**WHAT TO PRODUCE**
The task calls for each line of the records below in which the word "Some" appears.

------------------------------

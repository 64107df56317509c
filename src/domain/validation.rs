//! Declarative field rules.
//!
//! A rule set is an ordered slice of [`Rule`]s. [`validate_entity`] evaluates
//! every rule, so a form can show all of its problems at once, and reports
//! failures in declaration order.

use super::{FieldError, ValidationError};

pub struct Rule<T> {
    pub field: &'static str,
    pub message: &'static str,
    pub predicate: fn(&T) -> bool,
}

impl<T> Rule<T> {
    pub const fn new(
        field: &'static str,
        message: &'static str,
        predicate: fn(&T) -> bool,
    ) -> Self {
        Self {
            field,
            message,
            predicate,
        }
    }
}

pub fn validate_entity<T>(entity: &T, rules: &[Rule<T>]) -> Vec<FieldError> {
    rules
        .iter()
        .filter(|rule| !(rule.predicate)(entity))
        .map(|rule| FieldError::new(rule.field, rule.message))
        .collect()
}

/// Runs `rules` and turns any failure into a [`ValidationError`].
pub fn ensure_valid<T>(
    entity: &T,
    rules: &[Rule<T>],
) -> Result<(), ValidationError> {
    let errors = validate_entity(entity, rules);
    if errors.is_empty() {
        Ok(())
    } else {
        Err(ValidationError::failed(errors))
    }
}

pub fn is_filled(value: &str) -> bool {
    !value.trim().is_empty()
}
// Tests for the hash lifecycle

use std::path::Path;
use std::sync::atomic::{AtomicBool, Ordering};
use std::sync::{Arc, Mutex};
use std::time::Duration;

use tempfile::tempdir;
use volcat::catalog::error::Result;
use volcat::catalog::{
    Catalog, CatalogError, ContentDigest, EntryKey, EntryKind, HashJob, SelectCursor, Sha256Digest,
};
use volcat::paths;

use crate::common::{catalog, dir, file, file_in, key, set_hash, write_file};

const HELLO_WORLD_SHA256: &str = "b94d27b9934d3e08a52e52d7da7dabfac484efe37a5380ee9088f7ace2efcde9";

/// Fails for any file whose name contains "locked", hashes the rest.
struct LockedDigest;

impl ContentDigest for LockedDigest {
    fn digest_file(&self, path: &Path) -> Result<String> {
        if path.to_string_lossy().contains("locked") {
            return Err(CatalogError::Digest {
                path: path.to_path_buf(),
                source: std::io::Error::new(std::io::ErrorKind::PermissionDenied, "locked"),
            });
        }
        Sha256Digest.digest_file(path)
    }
}

/// Catalog a temp volume holding `files` (relative path, content).
fn volume_with(files: &[(&str, &str)]) -> (tempfile::TempDir, String, Catalog) {
    let root = tempdir().unwrap();
    let volume = paths::volume_label(root.path());
    let mut catalog = catalog();
    let mut entries = Vec::new();
    for (relative, content) in files {
        write_file(root.path(), relative, content.as_bytes());
        entries.push(file_in(&volume, relative, 0, 0));
    }
    catalog.reconcile(&entries).unwrap();
    (root, volume, catalog)
}

#[test]
fn test_select_modified_orders_by_size() {
    let mut catalog = catalog();
    catalog
        .reconcile(&[
            file("big.bin", 300, 1),
            file("small.txt", 10, 1),
            file("medium.dat", 200, 1),
            file("done.txt", 1, 1),
        ])
        .unwrap();
    set_hash(&mut catalog, &key("done.txt"), "h");

    let selected = catalog.select_modified(100).unwrap();
    let sizes: Vec<u64> = selected.iter().map(|f| f.meta.size).collect();
    assert_eq!(sizes, vec![10, 200, 300]);

    let first_two = catalog.select_modified(2).unwrap();
    assert_eq!(first_two.len(), 2);

    let rest = catalog
        .select_modified_after(Some(&SelectCursor::after(&first_two[1])), 100)
        .unwrap();
    assert_eq!(rest.len(), 1);
    assert_eq!(rest[0].key.path, "big.bin");
}

#[test]
fn test_select_modified_includes_stale_hashes() {
    let mut catalog = catalog();
    catalog.reconcile(&[file("a.txt", 10, 1)]).unwrap();
    set_hash(&mut catalog, &key("a.txt"), "h1");
    assert!(catalog.select_modified(10).unwrap().is_empty());

    catalog.reconcile(&[file("a.txt", 11, 2)]).unwrap();
    let selected = catalog.select_modified(10).unwrap();
    assert_eq!(selected.len(), 1);
    assert_eq!(selected[0].content_hash.as_deref(), Some("h1"));
}

#[test]
fn test_hash_job_hashes_and_refreshes_metadata() {
    let (_root, volume, mut catalog) = volume_with(&[("docs/hello.txt", "hello world"), ("b.txt", "b")]);

    let stats = HashJob::new().run(&mut catalog).unwrap();
    assert_eq!(stats.hashed, 2);
    assert_eq!(stats.saved, 2);
    assert_eq!(stats.failed, 0);
    assert_eq!(stats.bytes_hashed, 12);
    assert!(!stats.interrupted);

    let hello = catalog
        .get_file(&EntryKey::new(volume.clone(), "docs/hello.txt"))
        .unwrap()
        .unwrap();
    assert_eq!(hello.content_hash.as_deref(), Some(HELLO_WORLD_SHA256));
    assert!(!hello.rehash_pending);
    assert_eq!(hello.meta.size, 11);
    assert_eq!(hello.parent, "docs");

    assert!(catalog.select_modified(10).unwrap().is_empty());
    let again = HashJob::new().run(&mut catalog).unwrap();
    assert_eq!(again.hashed, 0);
}

#[test]
fn test_vanished_file_is_deleted_and_skipped() {
    let (root, volume, mut catalog) = volume_with(&[("a.txt", "aaa"), ("keep.txt", "k")]);
    std::fs::remove_file(root.path().join("a.txt")).unwrap();

    let stats = HashJob::new().run(&mut catalog).unwrap();
    assert_eq!(stats.skipped, 1);
    assert_eq!(stats.hashed, 1);
    assert!(catalog
        .get_file(&EntryKey::new(volume.clone(), "a.txt"))
        .unwrap()
        .is_none());
    assert_eq!(catalog.count(EntryKind::File).unwrap(), 1);
}

#[test]
fn test_digest_failure_keeps_entry_eligible() {
    let (_root, volume, mut catalog) = volume_with(&[("locked.bin", "secret"), ("open.txt", "o")]);

    let job = HashJob::with_digest(LockedDigest).with_limit(1);
    let stats = job.run(&mut catalog).unwrap();
    assert_eq!(stats.failed, 1);
    assert_eq!(stats.hashed, 1);

    let locked = catalog
        .get_file(&EntryKey::new(volume.clone(), "locked.bin"))
        .unwrap()
        .unwrap();
    assert_eq!(locked.content_hash, None);

    // Retried by the next run, and the run still terminates
    let selected = catalog.select_modified(10).unwrap();
    assert_eq!(selected.len(), 1);
    let stats = job.run(&mut catalog).unwrap();
    assert_eq!(stats.failed, 1);
    assert_eq!(stats.hashed, 0);
}

#[test]
fn test_flush_on_item_count() {
    let (_root, _volume, mut catalog) = volume_with(&[("a", "1"), ("b", "22"), ("c", "333")]);
    let seen = Arc::new(Mutex::new(Vec::new()));
    let seen_callback = Arc::clone(&seen);

    let stats = HashJob::new()
        .with_flush_interval(Duration::from_secs(3600))
        .with_flush_max_items(1)
        .with_progress_callback(move |stats| seen_callback.lock().unwrap().push(stats.saved))
        .run(&mut catalog)
        .unwrap();

    assert_eq!(stats.saved, 3);
    let seen = seen.lock().unwrap();
    assert_eq!(seen.first(), Some(&1));
}

#[test]
fn test_stop_flag_interrupts_between_batches() {
    let (_root, _volume, mut catalog) = volume_with(&[("a", "1"), ("b", "22"), ("c", "333")]);

    let stop = Arc::new(AtomicBool::new(true));
    let stats = HashJob::new()
        .with_stop_flag(Arc::clone(&stop))
        .run(&mut catalog)
        .unwrap();
    assert!(stats.interrupted);
    assert_eq!(stats.hashed, 0);

    stop.store(false, Ordering::Relaxed);
    let stop_after_first = Arc::clone(&stop);
    let stats = HashJob::new()
        .with_flush_max_items(1)
        .with_stop_flag(Arc::clone(&stop))
        .with_progress_callback(move |_| stop_after_first.store(true, Ordering::Relaxed))
        .run(&mut catalog)
        .unwrap();
    assert!(stats.interrupted);
    assert!(stats.hashed < 3);
    assert_eq!(stats.saved, stats.hashed);
    assert_eq!(catalog.select_modified(10).unwrap().len(), 3 - stats.hashed);
}

#[test]
fn test_hash_job_recounts_duplicates() {
    let root = tempdir().unwrap();
    let volume = paths::volume_label(root.path());
    write_file(root.path(), "dir1/x.txt", b"same");
    write_file(root.path(), "dir1/y.txt", b"same");
    write_file(root.path(), "dir1/z.txt", b"unique");

    let mut catalog = catalog();
    catalog
        .reconcile(&[
            file_in(&volume, "dir1/x.txt", 0, 0),
            file_in(&volume, "dir1/y.txt", 0, 0),
            file_in(&volume, "dir1/z.txt", 0, 0),
        ])
        .unwrap();
    let mut dir1 = dir("dir1");
    dir1.key.volume = volume.clone();
    catalog.reconcile(&[dir1]).unwrap();

    let stats = HashJob::new().run(&mut catalog).unwrap();
    assert_eq!(stats.dirs_recounted, 1);
    let dir1 = catalog
        .get_dir(&EntryKey::new(volume.clone(), "dir1"))
        .unwrap()
        .unwrap();
    assert_eq!(dir1.duplicate_count, Some(2));
}

#[test]
fn test_write_hashed_does_not_resurrect_rows() {
    let mut catalog = catalog();
    catalog.reconcile(&[file("a.txt", 1, 1)]).unwrap();
    let mut stored = catalog.get_file(&key("a.txt")).unwrap().unwrap();
    catalog.delete_entry(EntryKind::File, &key("a.txt")).unwrap();

    stored.content_hash = Some("h".to_string());
    assert_eq!(catalog.write_hashed(&[stored]).unwrap(), 0);
    assert!(catalog.get_file(&key("a.txt")).unwrap().is_none());
}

------------------------------

**EXERCISE OUTPUT**
        .select_modified_after(Some(&SelectCursor::after(&first_two[1])), 100)
    assert_eq!(selected[0].content_hash.as_deref(), Some("h1"));
    assert_eq!(hello.content_hash.as_deref(), Some(HELLO_WORLD_SHA256));
    assert_eq!(seen.first(), Some(&1));
    assert_eq!(dir1.duplicate_count, Some(2));
    stored.content_hash = Some("h".to_string());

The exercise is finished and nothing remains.